Sunday, July 8, 2012

Carl Sandburg's Chicago and Mine

I was sitting drinking shots of vodka at Russian Tea Time on Adams in the Loop, and old Carl and his poem came to mind, for reasons not entirely clear to me.  No longer Hog Butcher to the world, perhaps, but I think Chicago remains in large part how Sandburg described it to be.  Somewhat more sophisticated, I think, than it was in his time, but still very much an elemental city with very little pretense except in power and money though it is a city with a history of prominence in literature and architecture and other things.  Sandburg is a part of that history, of course, as is Saul Bellow and Studs Terkel (not a particular favorite of mine); Hemingway did some time here, Ray Bradbury, Edgar Rice Burroughs for God's sake, Philip K. Dick, Raymond Chandler.  John Dewey and Jane Addams among the philosophers/thinkers.

It's still a tough city as well.  I'm only a frequent visitor now, though it is my hometown, and have watched it change over the years.  The number of homeless seems to be increasing.  They stake out their territories on Michigan and State and Wabash and other streets in the Loop and River North where I generally hang out, and rattle what change they have in paper cups, seeking more from those who wander about and who, like me I must admit, generally ignore them as best they can.  Familiarity breeds insensibility if not contempt.  Oddly, the more there are the less compelling they become.
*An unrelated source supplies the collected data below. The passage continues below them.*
//! # CLI Module
//!
//! This module defines the command-line interface for Bambot using `clap`.
//!
//! ## Commands
//!
//! | Command | Description |
//! |---------|-------------|
//! | `scan` | Classify one or more build logs |
//! | `rules` | List the rule table in priority order |
//!
//! ## Submodules
//!
//! - [`commands`] - Command implementations
//! - [`exit_codes`] - Standardized exit codes
//! - [`output`] - Output formatters (Terminal, JSON, Markdown issue comment)
//!
//! ## Global Options
//!
//! - `-v, --verbose` - Increase verbosity level (use multiple times: -v, -vv, -vvv)
//! - `-c, --config <FILE>` - Path to configuration file (defaults to `.bambot.toml`)
//!
//! ## Examples
//!
//! ```bash
//! # Classify a CI log
//! bambot scan build.log
//!
//! # Render the issue comment for a log piped on stdin
//! curl -s "$CI_LOG_URL" | bambot scan --format markdown
//!
//! # Show every rule
//! bambot rules
//! ```

pub mod commands;
pub mod exit_codes;
pub mod output;

use clap::{Parser, Subcommand};
use std::path::PathBuf;

use commands::{RulesArgs, ScanArgs};

/// Bambot - Detect known failure signatures in CI build logs
#[derive(Parser, Debug)]
#[command(name = "bambot")]
#[command(author, version, about, long_about = None)]
#[command(propagate_version = true)]
pub struct Cli {
    /// Increase verbosity level (-v, -vv, -vvv)
    #[arg(short, long, action = clap::ArgAction::Count, global = true)]
    pub verbose: u8,

    /// Path to configuration file
    #[arg(short, long, global = true, value_name = "FILE", env = "BAMBOT_CONFIG")]
    pub config: Option<PathBuf>,

    #[command(subcommand)]
    pub command: Commands,
}

#[derive(Subcommand, Debug)]
pub enum Commands {
    /// Classify build logs and print the detected failure
    Scan(ScanArgs),

    /// List the failure signatures in priority order
    Rules(RulesArgs),
}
There was an old radio show called "The Whistler."   It's narrator "walked by night" and thereby saw "many things" which were usually nefarious.  Apparently, he whistled while he did so; a rather awkward, atonal little tune was whistled during the introduction and after commercial breaks.  I walk by night as well about this area of Chicago, but also by day, and like to observe the people.  It makes me think about the city and people like Sandburg and other things, though truth be told my observational skills are with some frequency dulled by alcohol.  That particular substance enlivens thought, however, or at least seems to do so which may amount to much the same thing.

It can also make one sentimental and maudlin, angry but also content.  I've been all those things during this visit and others, and have seen many things though none of them are particularly nefarious.  Mostly I see people who become younger as I grow older and are among friends and have money to spend and spend it as I do on food and drink, but it may be they fail to observe and most of all to think as they are in thrall to the game of impressing their friends if not themselves.  There are few I'm interested in impressing these days, though that may be due not to wisdom but instead to realism--which of course can be a kind of sad wisdom. 

There is something which gives one pause, sitting at a bar which you know your father sat once when he was a young man, (the Berghoff bar, also on Adams) and where famous people now long dead drank as you do, and thought something if not what you think.  Memento mori, perhaps, or omnia vanitas; or, somewhat less of a pause to be given, eat, drink and be merry, as we may read with some surprise in the Bible.

I'm pleased to report I haven't begun whistling, though.  Not yet.